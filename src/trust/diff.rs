//! Base-versus-head comparison of two trust-gate summaries

use super::gate::{show, GovernanceStatus, ReplayStatus, TrustGateSummary, CONTRACT_VERSION};
use serde::{Deserialize, Serialize};
use serde_json::Value;
use std::collections::BTreeSet;

#[derive(Debug, Clone, PartialEq, Serialize, Deserialize)]
pub struct CommitGateDiff {
    pub pass_changed: bool,
    pub base_pass: bool,
    pub head_pass: bool,
    pub replay_status_changed: bool,
    pub base_replay_status: Option<ReplayStatus>,
    pub head_replay_status: Option<ReplayStatus>,
    pub base_governance_status: Option<GovernanceStatus>,
    pub head_governance_status: Option<GovernanceStatus>,
    pub duration_ms_delta: Option<i64>,
}

#[derive(Debug, Clone, PartialEq, Serialize, Deserialize)]
pub struct HoldGateDiff {
    pub pass_changed: bool,
    pub base_pass: bool,
    pub head_pass: bool,
    pub hold_code_changed: bool,
    pub base_hold_code: Option<String>,
    pub head_hold_code: Option<String>,
    pub duration_ms_delta: Option<i64>,
}

#[derive(Debug, Clone, PartialEq, Serialize, Deserialize)]
pub struct TrustGateDiff {
    pub contract_version: String,
    pub base_bundle_root: Option<String>,
    pub head_bundle_root: Option<String>,
    pub run_prefixes: Vec<String>,
    pub commit_gate: CommitGateDiff,
    pub hold_gate: HoldGateDiff,
}

/// Integer view of a duration field. Integers, whole-or-fractional floats
/// (truncated) and integer strings are accepted; anything else is `None`.
fn as_millis(value: &Value) -> Option<i64> {
    match value {
        Value::Number(n) => n
            .as_i64()
            .or_else(|| n.as_u64().and_then(|u| i64::try_from(u).ok()))
            .or_else(|| n.as_f64().filter(|f| f.is_finite()).map(|f| f.trunc() as i64)),
        Value::String(s) => s.trim().parse::<i64>().ok(),
        _ => None,
    }
}

/// `head - base`, or `None` when either side is missing or not numeric
pub fn duration_delta(base: Option<&Value>, head: Option<&Value>) -> Option<i64> {
    let base = as_millis(base?)?;
    let head = as_millis(head?)?;
    head.checked_sub(base)
}

/// Compare two summaries gate by gate
pub fn build_diff(base: &TrustGateSummary, head: &TrustGateSummary) -> TrustGateDiff {
    let run_prefixes: BTreeSet<String> = base
        .run_prefixes
        .iter()
        .chain(head.run_prefixes.iter())
        .cloned()
        .collect();

    let (bc, hc) = (&base.commit_gate, &head.commit_gate);
    let (bh, hh) = (&base.hold_gate, &head.hold_gate);

    TrustGateDiff {
        contract_version: CONTRACT_VERSION.to_string(),
        base_bundle_root: base.bundle_root.clone(),
        head_bundle_root: head.bundle_root.clone(),
        run_prefixes: run_prefixes.into_iter().collect(),
        commit_gate: CommitGateDiff {
            pass_changed: bc.pass != hc.pass,
            base_pass: bc.pass,
            head_pass: hc.pass,
            replay_status_changed: bc.replay_status != hc.replay_status,
            base_replay_status: bc.replay_status.clone(),
            head_replay_status: hc.replay_status.clone(),
            base_governance_status: bc.governance_status.clone(),
            head_governance_status: hc.governance_status.clone(),
            duration_ms_delta: duration_delta(bc.duration_ms.as_ref(), hc.duration_ms.as_ref()),
        },
        hold_gate: HoldGateDiff {
            pass_changed: bh.pass != hh.pass,
            base_pass: bh.pass,
            head_pass: hh.pass,
            hold_code_changed: bh.hold_code != hh.hold_code,
            base_hold_code: bh.hold_code.clone(),
            head_hold_code: hh.hold_code.clone(),
            duration_ms_delta: duration_delta(bh.duration_ms.as_ref(), hh.duration_ms.as_ref()),
        },
    }
}

pub fn build_step_lines(diff: &TrustGateDiff) -> Vec<String> {
    let commit = &diff.commit_gate;
    let hold = &diff.hold_gate;
    vec![
        "## Trust Gate Delta".to_string(),
        format!(
            "- COMMIT changed={} | replay_changed={} | duration_delta_ms={}",
            commit.pass_changed,
            commit.replay_status_changed,
            show(&commit.duration_ms_delta)
        ),
        format!(
            "- HOLD changed={} | hold_code_changed={} | duration_delta_ms={}",
            hold.pass_changed,
            hold.hold_code_changed,
            show(&hold.duration_ms_delta)
        ),
    ]
}

#[cfg(test)]
mod tests {
    use super::*;
    use crate::trust::gate::{build_summary, fixtures, RunContext, COMMIT_PREFIX};
    use pretty_assertions::assert_eq;
    use serde_json::json;
    use tempfile::TempDir;

    #[test]
    fn test_duration_delta() {
        assert_eq!(duration_delta(Some(&json!(1000)), Some(&json!(1250))), Some(250));
        assert_eq!(duration_delta(Some(&json!("900")), Some(&json!(800))), Some(-100));
        assert_eq!(duration_delta(Some(&json!(10.9)), Some(&json!(20))), Some(10));
        assert_eq!(duration_delta(None, Some(&json!(20))), None);
        assert_eq!(duration_delta(Some(&json!("fast")), Some(&json!(20))), None);
        assert_eq!(duration_delta(Some(&json!(true)), Some(&json!(20))), None);
        assert_eq!(
            duration_delta(Some(&json!(i64::MIN)), Some(&json!(i64::MAX))),
            None
        );
    }

    #[test]
    fn test_identical_summaries_have_no_changes() {
        let dir = TempDir::new().unwrap();
        fixtures::healthy_bundle(dir.path());
        let summary = build_summary(dir.path(), RunContext::default()).unwrap();

        let diff = build_diff(&summary, &summary);
        assert!(!diff.commit_gate.pass_changed);
        assert!(!diff.commit_gate.replay_status_changed);
        assert!(!diff.hold_gate.hold_code_changed);
        assert_eq!(diff.commit_gate.duration_ms_delta, Some(0));
        assert_eq!(diff.run_prefixes, vec!["commit", "hold"]);
    }

    #[test]
    fn test_regressed_commit_gate() {
        let base_dir = TempDir::new().unwrap();
        fixtures::healthy_bundle(base_dir.path());
        let head_dir = TempDir::new().unwrap();
        fixtures::healthy_bundle(head_dir.path());
        let commit = head_dir.path().join(COMMIT_PREFIX);
        fixtures::write(&commit, "run1_replay_verify_verdict.json", json!({"status": "FAIL"}));
        fixtures::write(
            &commit,
            "run1_governance_summary.json",
            json!({"status": "STAGED", "duration_ms": 1500}),
        );

        let base = build_summary(base_dir.path(), RunContext::default()).unwrap();
        let head = build_summary(head_dir.path(), RunContext::default()).unwrap();
        let diff = build_diff(&base, &head);

        assert!(diff.commit_gate.pass_changed);
        assert!(diff.commit_gate.base_pass);
        assert!(!diff.commit_gate.head_pass);
        assert!(diff.commit_gate.replay_status_changed);
        assert_eq!(diff.commit_gate.duration_ms_delta, Some(300));

        let lines = build_step_lines(&diff);
        assert_eq!(
            lines[1],
            "- COMMIT changed=true | replay_changed=true | duration_delta_ms=300"
        );
        assert_eq!(
            lines[2],
            "- HOLD changed=false | hold_code_changed=false | duration_delta_ms=0"
        );
    }

    #[test]
    fn test_partial_summary_files_diff_without_error() {
        let base: TrustGateSummary = serde_json::from_value(json!({"bundle_root": "a"})).unwrap();
        let head: TrustGateSummary = serde_json::from_value(json!({
            "bundle_root": "b",
            "run_prefixes": ["commit"],
            "hold_gate": {"pass": true, "hold_code": "X"}
        }))
        .unwrap();

        let diff = build_diff(&base, &head);
        assert!(diff.hold_gate.pass_changed);
        assert!(diff.hold_gate.hold_code_changed);
        assert_eq!(diff.hold_gate.duration_ms_delta, None);
        assert_eq!(diff.run_prefixes, vec!["commit"]);
        assert_eq!(
            build_step_lines(&diff)[2],
            "- HOLD changed=true | hold_code_changed=true | duration_delta_ms=null"
        );
    }

    #[test]
    fn test_null_gates_and_fields_still_diff() {
        let base: TrustGateSummary = serde_json::from_value(json!({
            "commit_gate": null,
            "hold_gate": null,
            "run_prefixes": null
        }))
        .unwrap();
        let head: TrustGateSummary = serde_json::from_value(json!({
            "run_prefixes": ["hold", null, 3],
            "commit_gate": {"pass": null, "replay_status": "PASS", "duration_ms": 40},
            "hold_gate": {"pass": true, "hold_code": 7, "duration_ms": null}
        }))
        .unwrap();

        let diff = build_diff(&base, &head);
        assert!(!diff.commit_gate.pass_changed);
        assert!(diff.commit_gate.replay_status_changed);
        assert_eq!(diff.commit_gate.head_replay_status, Some(ReplayStatus::Pass));
        assert_eq!(diff.commit_gate.duration_ms_delta, None);
        assert!(diff.hold_gate.pass_changed);
        assert_eq!(diff.hold_gate.head_hold_code.as_deref(), Some("7"));
        assert_eq!(diff.run_prefixes, vec!["3", "hold"]);
    }

    #[test]
    fn test_duration_missing_on_one_side() {
        let base: TrustGateSummary =
            serde_json::from_value(json!({"commit_gate": {"pass": true, "duration_ms": 100}}))
                .unwrap();
        let head: TrustGateSummary =
            serde_json::from_value(json!({"commit_gate": {"pass": true}})).unwrap();

        let diff = build_diff(&base, &head);
        assert!(!diff.commit_gate.pass_changed);
        assert_eq!(diff.commit_gate.duration_ms_delta, None);
        assert_eq!(
            build_step_lines(&diff)[1],
            "- COMMIT changed=false | replay_changed=false | duration_delta_ms=null"
        );
    }
}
═══
WHAT YOU ARE ASKED TO DO =>
Report each line above that includes the string "write".

EXPECTED OUTPUT =>
        fixtures::write(&commit, "run1_replay_verify_verdict.json", json!({"status": "FAIL"}));
        fixtures::write(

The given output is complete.